=== WHAT YOU SHOULD DO ===
Reproduce the records exactly through the line with "pub struct InvariantViolation".

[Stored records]
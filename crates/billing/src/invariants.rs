//! Billing invariants
//!
//! Read-only SQL checks for the money invariants: every wallet reconciles
//! with its ledger, snapshots are consistent, balances are non-negative,
//! each team has at most one live subscription and the catalog has exactly
//! one default plan. Safe to run against production at any time.

use rust_decimal::Decimal;
use serde::{Deserialize, Serialize};
use sqlx::PgPool;
use time::OffsetDateTime;
use uuid::Uuid;

use crate::error::{BillingError, BillingResult};

const CHECKS: [&str; 5] = [
    "wallet_balance_reconciles",
    "single_active_subscription",
    "ledger_snapshots_consistent",
    "single_default_plan",
    "non_negative_balances",
];

/// One failed invariant instance
#[derive(Debug, Clone, Serialize, Deserialize)]
pub struct InvariantViolation {
    pub invariant: String,
    /// Teams affected (empty for catalog-wide checks)
    pub team_ids: Vec<Uuid>,
    pub description: String,
    pub context: serde_json::Value,
    pub severity: ViolationSeverity,
}

#[derive(Debug, Clone, Copy, PartialEq, Eq, Serialize, Deserialize)]
pub enum ViolationSeverity {
    /// Money is wrong or unaccounted for
    Critical,
    /// Data inconsistency that needs attention
    High,
    Medium,
    Low,
}

impl std::fmt::Display for ViolationSeverity {
    fn fmt(&self, f: &mut std::fmt::Formatter<'_>) -> std::fmt::Result {
        match self {
            ViolationSeverity::Critical => write!(f, "CRITICAL"),
            ViolationSeverity::High => write!(f, "HIGH"),
            ViolationSeverity::Medium => write!(f, "MEDIUM"),
            ViolationSeverity::Low => write!(f, "LOW"),
        }
    }
}

#[derive(Debug, Clone, Serialize, Deserialize)]
pub struct InvariantCheckSummary {
    #[serde(with = "time::serde::rfc3339")]
    pub checked_at: OffsetDateTime,
    pub checks_run: usize,
    pub checks_passed: usize,
    pub checks_failed: usize,
    pub violations: Vec<InvariantViolation>,
    pub healthy: bool,
}

impl InvariantCheckSummary {
    fn from_violations(checked_at: OffsetDateTime, checks_run: usize, violations: Vec<InvariantViolation>) -> Self {
        let checks_failed = violations
            .iter()
            .map(|v| v.invariant.as_str())
            .collect::<std::collections::HashSet<_>>()
            .len();

        Self {
            checked_at,
            checks_run,
            checks_passed: checks_run.saturating_sub(checks_failed),
            checks_failed,
            healthy: violations.is_empty(),
            violations,
        }
    }
}

#[derive(Debug, sqlx::FromRow)]
struct UnreconciledWalletRow {
    wallet_id: Uuid,
    team_id: Uuid,
    balance: Decimal,
    ledger_sum: Decimal,
}

#[derive(Debug, sqlx::FromRow)]
struct MultipleSubsRow {
    team_id: Uuid,
    sub_count: i64,
}

#[derive(Debug, sqlx::FromRow)]
struct BadSnapshotRow {
    transaction_id: Uuid,
    team_id: Uuid,
    transaction_type: String,
    amount: Decimal,
    balance_before: Decimal,
    balance_after: Decimal,
}

#[derive(Debug, sqlx::FromRow)]
struct NegativeBalanceRow {
    wallet_id: Uuid,
    team_id: Uuid,
    balance: Decimal,
}

/// Runs billing invariant checks
#[derive(Clone)]
pub struct InvariantChecker {
    pool: PgPool,
}

impl InvariantChecker {
    pub fn new(pool: PgPool) -> Self {
        Self { pool }
    }

    pub async fn run_all_checks(&self) -> BillingResult<InvariantCheckSummary> {
        let now = OffsetDateTime::now_utc();
        let mut violations = Vec::new();

        for name in CHECKS {
            violations.extend(self.run_check(name).await?);
        }

        let summary = InvariantCheckSummary::from_violations(now, CHECKS.len(), violations);

        for violation in &summary.violations {
            tracing::error!(
                invariant = %violation.invariant,
                severity = %violation.severity,
                team_ids = ?violation.team_ids,
                "Billing invariant violated: {}",
                violation.description
            );
        }

        Ok(summary)
    }

    /// Run one check by name
    pub async fn run_check(&self, name: &str) -> BillingResult<Vec<InvariantViolation>> {
        match name {
            "wallet_balance_reconciles" => self.check_wallet_balance_reconciles().await,
            "single_active_subscription" => self.check_single_active_subscription().await,
            "ledger_snapshots_consistent" => self.check_ledger_snapshots_consistent().await,
            "single_default_plan" => self.check_single_default_plan().await,
            "non_negative_balances" => self.check_non_negative_balances().await,
            other => Err(BillingError::NotFound(format!("Unknown invariant check '{}'", other))),
        }
    }

    pub fn available_checks() -> Vec<&'static str> {
        CHECKS.to_vec()
    }

    /// balance = Σ credits − Σ debits over completed entries
    async fn check_wallet_balance_reconciles(&self) -> BillingResult<Vec<InvariantViolation>> {
        let rows: Vec<UnreconciledWalletRow> = sqlx::query_as(
            r#"
            SELECT w.id AS wallet_id, w.team_id, w.balance,
                   COALESCE(SUM(
                       CASE t.transaction_type WHEN 'credit' THEN t.amount ELSE -t.amount END
                   ) FILTER (WHERE t.status = 'completed'), 0) AS ledger_sum
            FROM wallets w
            LEFT JOIN wallet_transactions t ON t.wallet_id = w.id
            GROUP BY w.id, w.team_id, w.balance
            HAVING w.balance <> COALESCE(SUM(
                       CASE t.transaction_type WHEN 'credit' THEN t.amount ELSE -t.amount END
                   ) FILTER (WHERE t.status = 'completed'), 0)
            "#,
        )
        .fetch_all(&self.pool)
        .await?;

        Ok(rows
            .into_iter()
            .map(|row| InvariantViolation {
                invariant: "wallet_balance_reconciles".to_string(),
                team_ids: vec![row.team_id],
                description: format!(
                    "Wallet balance {} does not match ledger total {}",
                    row.balance, row.ledger_sum
                ),
                context: serde_json::json!({
                    "wallet_id": row.wallet_id,
                    "balance": row.balance.to_string(),
                    "ledger_sum": row.ledger_sum.to_string(),
                    "difference": (row.balance - row.ledger_sum).to_string(),
                }),
                severity: ViolationSeverity::Critical,
            })
            .collect())
    }

    /// At most one active, unexpired subscription per team
    async fn check_single_active_subscription(&self) -> BillingResult<Vec<InvariantViolation>> {
        let rows: Vec<MultipleSubsRow> = sqlx::query_as(
            r#"
            SELECT team_id, COUNT(*) AS sub_count
            FROM team_subscriptions
            WHERE status = 'active' AND expiry_date > NOW()
            GROUP BY team_id
            HAVING COUNT(*) > 1
            "#,
        )
        .fetch_all(&self.pool)
        .await?;

        Ok(rows
            .into_iter()
            .map(|row| InvariantViolation {
                invariant: "single_active_subscription".to_string(),
                team_ids: vec![row.team_id],
                description: format!(
                    "Team has {} active subscriptions (expected at most 1)",
                    row.sub_count
                ),
                context: serde_json::json!({ "subscription_count": row.sub_count }),
                severity: ViolationSeverity::Critical,
            })
            .collect())
    }

    /// balance_after = balance_before ± amount on every entry
    ///
    /// The table constraint enforces this; a hit means it was dropped.
    async fn check_ledger_snapshots_consistent(&self) -> BillingResult<Vec<InvariantViolation>> {
        let rows: Vec<BadSnapshotRow> = sqlx::query_as(
            r#"
            SELECT t.id AS transaction_id, w.team_id, t.transaction_type,
                   t.amount, t.balance_before, t.balance_after
            FROM wallet_transactions t
            JOIN wallets w ON w.id = t.wallet_id
            WHERE NOT (
                (t.transaction_type = 'credit' AND t.balance_after = t.balance_before + t.amount)
                OR (t.transaction_type = 'debit' AND t.balance_after = t.balance_before - t.amount)
            )
            "#,
        )
        .fetch_all(&self.pool)
        .await?;

        Ok(rows
            .into_iter()
            .map(|row| InvariantViolation {
                invariant: "ledger_snapshots_consistent".to_string(),
                team_ids: vec![row.team_id],
                description: format!(
                    "Ledger entry {} has an inconsistent balance snapshot",
                    row.transaction_id
                ),
                context: serde_json::json!({
                    "transaction_id": row.transaction_id,
                    "transaction_type": row.transaction_type,
                    "amount": row.amount.to_string(),
                    "balance_before": row.balance_before.to_string(),
                    "balance_after": row.balance_after.to_string(),
                }),
                severity: ViolationSeverity::High,
            })
            .collect())
    }

    /// Exactly one default plan
    async fn check_single_default_plan(&self) -> BillingResult<Vec<InvariantViolation>> {
        let (count,): (i64,) =
            sqlx::query_as("SELECT COUNT(*) FROM plans WHERE is_default AND deleted_at IS NULL")
                .fetch_one(&self.pool)
                .await?;

        if count == 1 {
            return Ok(Vec::new());
        }

        Ok(vec![InvariantViolation {
            invariant: "single_default_plan".to_string(),
            team_ids: Vec::new(),
            description: format!("Catalog has {} default plans (expected 1)", count),
            context: serde_json::json!({ "default_plan_count": count }),
            severity: ViolationSeverity::Medium,
        }])
    }

    async fn check_non_negative_balances(&self) -> BillingResult<Vec<InvariantViolation>> {
        let rows: Vec<NegativeBalanceRow> = sqlx::query_as(
            "SELECT id AS wallet_id, team_id, balance FROM wallets WHERE balance < 0",
        )
        .fetch_all(&self.pool)
        .await?;

        Ok(rows
            .into_iter()
            .map(|row| InvariantViolation {
                invariant: "non_negative_balances".to_string(),
                team_ids: vec![row.team_id],
                description: format!("Wallet balance is negative ({})", row.balance),
                context: serde_json::json!({
                    "wallet_id": row.wallet_id,
                    "balance": row.balance.to_string(),
                }),
                severity: ViolationSeverity::Critical,
            })
            .collect())
    }
}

=== TASK SOLUTION ===
filename crates/billing/src/invariants.rs
//! Billing invariants
//!
//! Read-only SQL checks for the money invariants: every wallet reconciles
//! with its ledger, snapshots are consistent, balances are non-negative,
//! each team has at most one live subscription and the catalog has exactly
//! one default plan. Safe to run against production at any time.

use rust_decimal::Decimal;
use serde::{Deserialize, Serialize};
use sqlx::PgPool;
use time::OffsetDateTime;
use uuid::Uuid;

use crate::error::{BillingError, BillingResult};

const CHECKS: [&str; 5] = [
    "wallet_balance_reconciles",
    "single_active_subscription",
    "ledger_snapshots_consistent",
    "single_default_plan",
    "non_negative_balances",
];

/// One failed invariant instance
#[derive(Debug, Clone, Serialize, Deserialize)]
pub struct InvariantViolation {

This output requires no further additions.